Le plateau vocal convainc réunissant de superbes tempéraments féminins :  Rosalind Plowright fait une Madame de Croissy brute et âpre (sa mort saisit); surtout Patricia Petibon nous épargnant ses accents aigus parfois manièristes incarne une Blanche sincère, sensible, juste d’autant que Py exploite les mêmes talents d actrice qui nous avait valu avec lui à Genève sa troublante et féline Lulu. Même accomplissement superlatif pour la Constance de Anne-Catherine Gillet (remplacant Sandrine Piau souffrante) et après avoir chanté pour Angers Nantes Opéra le personnage de Blanche,  nous éblouit dans le rôle de Constance dont elle fait le double émotionnel de Blanche entre gandeur et exaltation; veritable torche vivante, celle fulgurante des jeunes mystiques.

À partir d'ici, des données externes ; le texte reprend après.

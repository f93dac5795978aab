use thiserror::Error;

pub type GourdResult<T> = Result<T, GourdError>;

#[derive(Error, Debug)]
pub enum GourdError {
    #[error("Parse error at line {0}: {1}")]
    ParseError(usize, String),
    #[error("IO error, more details: {0}")]
    IOError(#[from] std::io::Error),
    #[error("Failed to read file {1}, more details: {0}")]
    FileReadingError(std::io::Error, String),
    #[error("The supplied file format is not supported.")]
    InvalidInstanceFile,
    #[error("No file location given")]
    MissingFileError,
    #[error("The reported answer does not match the expected answer.")]
    UnexpectedAnswer,
}
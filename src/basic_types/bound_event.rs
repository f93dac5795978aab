/// The events a bound change can generate. `LowerRefine` and `UpperRefine`
/// appear on the trail; `Any` exists only as a watch-list slot for constraints
/// that must wake up on either side (general integer constraints).
#[derive(Clone, Copy, PartialEq, Eq, PartialOrd, Ord, Hash, Debug)]
pub enum BoundEvent {
    LowerRefine = 0,
    UpperRefine = 1,
    Any = 2,
}

pub const BOUND_EVENT_COUNT: usize = 3;

impl std::fmt::Display for BoundEvent {
    fn fmt(&self, f: &mut std::fmt::Formatter<'_>) -> std::fmt::Result {
        match self {
            BoundEvent::LowerRefine => write!(f, "refine_lower_bound"),
            BoundEvent::UpperRefine => write!(f, "refine_upper_bound"),
            BoundEvent::Any => write!(f, "any"),
        }
    }
}
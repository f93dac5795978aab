mod bound_event;
mod constraint_reference;
mod key_value_heap;
mod literal;
mod stopwatch;
mod variable;

pub use bound_event::BoundEvent;
pub use bound_event::BOUND_EVENT_COUNT;
pub use constraint_reference::ConstraintKind;
pub use constraint_reference::ConstraintReference;
pub use key_value_heap::KeyValueHeap;
pub use key_value_heap::SelectionScore;
pub use literal::BoolLiteral;
pub use literal::IntegerLiteral;
pub use stopwatch::Stopwatch;
pub use variable::Variable;
pub use variable::VariableGeneratorIterator;
pub use variable::VariableType;
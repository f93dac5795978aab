/// Decides when to prune the learned-explanation database. The allowed size
/// is a factor of the problem size plus twice the number of variables; the
/// factor grows by one at every adjustment, and the adjustment interval
/// starts at 100 conflicts and stretches by 10% each time.
pub struct ExplanationRemovalHeuristic {
    explanation_constraints_factor: f64,
    explanation_constraints_factor_adjust: u64,
    num_conflicts: u64,
}

const FACTOR_INIT: f64 = 1.0;
const FACTOR_INCREASE: f64 = 1.0;
const FACTOR_ADJUST_INIT: u64 = 100;
const FACTOR_ADJUST_INCREASE: f64 = 1.1;

impl ExplanationRemovalHeuristic {
    pub fn new() -> ExplanationRemovalHeuristic {
        ExplanationRemovalHeuristic {
            explanation_constraints_factor: FACTOR_INIT,
            explanation_constraints_factor_adjust: FACTOR_ADJUST_INIT,
            num_conflicts: 0,
        }
    }

    pub fn conflict(&mut self) {
        self.num_conflicts += 1;
        if self.num_conflicts == self.explanation_constraints_factor_adjust {
            self.num_conflicts = 0;
            self.explanation_constraints_factor += FACTOR_INCREASE;
            self.explanation_constraints_factor_adjust =
                (self.explanation_constraints_factor_adjust as f64 * FACTOR_ADJUST_INCREASE) as u64;
        }
    }

    pub fn decide(
        &self,
        num_explanation_constraints: u64,
        num_problem_constraints: u64,
        num_variables: u64,
    ) -> bool {
        num_explanation_constraints as f64
            >= num_problem_constraints as f64 * self.explanation_constraints_factor
                + 2.0 * num_variables as f64
    }
}

#[cfg(test)]
mod tests {
    use super::ExplanationRemovalHeuristic;

    #[test]
    fn test_threshold_and_adjustment() {
        let mut heuristic = ExplanationRemovalHeuristic::new();

        //initial factor 1.0: learned >= problem + 2 * variables
        assert!(!heuristic.decide(11, 10, 1));
        assert!(heuristic.decide(12, 10, 1));

        //after 100 conflicts the factor grows to 2.0
        for _ in 0..100 {
            heuristic.conflict();
        }
        assert!(!heuristic.decide(12, 10, 1));
        assert!(heuristic.decide(22, 10, 1));
    }
}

On reste de marbre en revanche face à Sophie Koch (mère Marie) et Véronique Gens présentes sans guère d’approfondissement.

Jeune baguette familière des approches historiques, Jérémie Rhorer a troqué son Cercle de l’Harmonie pour les somptueux instrumentistes du Philharmonia. Le chef rétablit sans précipitation ni sécheresses toute l’activité instrumentale d’une partition qui se lit désormais comme un retable grouillant de vie, d ‘irrépressible ferveur… jusqu’à la chute finale au tragique glaçant.